Saved data entries:
######
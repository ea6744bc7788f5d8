//! Error type shared by the handle and the collaborator boundary.

use thiserror::Error;

use crate::{status::AisStatus, types::Version};

/// Failure of a membership handle operation.
///
/// Collaborator failures are passed through unchanged; the two
/// dispatch variants are raised locally when a handle is used in a way the
/// dispatch protocol forbids.
#[derive(Debug, Clone, PartialEq, Eq, Error)]
pub enum ClmError {
    /// Unrecoverable library failure; the handle must be discarded.
    #[error("Library error")]
    Library,
    /// The call did not complete in time; its outcome is unknown.
    #[error("Operation timed out")]
    Timeout,
    /// Transient shortage, the call may be retried.
    #[error("Service unavailable, try again")]
    TryAgain,
    #[error("Invalid parameter")]
    InvalidParam,
    /// No compatible version; carries the version the service supports, when
    /// it reported one.
    #[error(
        "Version mismatch{}",
        .supported.map_or_else(String::new, |v| format!(", service supports {v}"))
    )]
    VersionMismatch { supported: Option<Version> },
    #[error("Out of memory")]
    NoMemory,
    #[error("Out of resources")]
    NoResources,
    /// Handle is not initialized or has been finalized.
    #[error("Bad handle")]
    BadHandle,
    /// The session is already being dispatched, or finalize raced a dispatch.
    #[error("Dispatch already in progress on handle {0}")]
    DispatchInProgress(u64),
    /// The calling thread is already inside dispatch for another session.
    #[error("Thread is already dispatching handle {0}")]
    ReentrantDispatch(u64),
    /// Any other failure status reported by the service.
    #[error("Service reported {0:?}")]
    Other(AisStatus),
}

impl ClmError {
    /// Build the error for a non-`Ok` status.
    ///
    /// A bare status does not say which version the service supports, so
    /// version mismatches built this way carry none.
    #[must_use]
    pub fn from_failed(status: AisStatus) -> Self {
        debug_assert!(!status.is_ok(), "Ok is not a failure");
        match status {
            AisStatus::LibraryError => Self::Library,
            AisStatus::Timeout => Self::Timeout,
            AisStatus::TryAgain => Self::TryAgain,
            AisStatus::InvalidParam => Self::InvalidParam,
            AisStatus::VersionMismatch => Self::VersionMismatch { supported: None },
            AisStatus::NoMemory => Self::NoMemory,
            AisStatus::NoResources => Self::NoResources,
            AisStatus::BadHandle => Self::BadHandle,
            other => Self::Other(other),
        }
    }

    /// The status this failure corresponds to.
    #[must_use]
    pub const fn status(&self) -> AisStatus {
        match self {
            Self::Library => AisStatus::LibraryError,
            Self::Timeout => AisStatus::Timeout,
            Self::TryAgain => AisStatus::TryAgain,
            Self::InvalidParam => AisStatus::InvalidParam,
            Self::VersionMismatch { .. } => AisStatus::VersionMismatch,
            Self::NoMemory => AisStatus::NoMemory,
            Self::NoResources => AisStatus::NoResources,
            Self::BadHandle => AisStatus::BadHandle,
            Self::DispatchInProgress(_) | Self::ReentrantDispatch(_) => AisStatus::BadOperation,
            Self::Other(status) => *status,
        }
    }

    /// Whether retrying the whole operation later can succeed.
    #[must_use]
    pub const fn is_retryable(&self) -> bool {
        matches!(
            self,
            Self::TryAgain | Self::Timeout | Self::NoMemory | Self::NoResources
        )
    }
}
######
§ **Task**
Every line above that holds "NoResources" should be copied out.

§ **Task solution**
    NoResources,
            AisStatus::NoResources => Self::NoResources,
            Self::NoResources => AisStatus::NoResources,
            Self::TryAgain | Self::Timeout | Self::NoMemory | Self::NoResources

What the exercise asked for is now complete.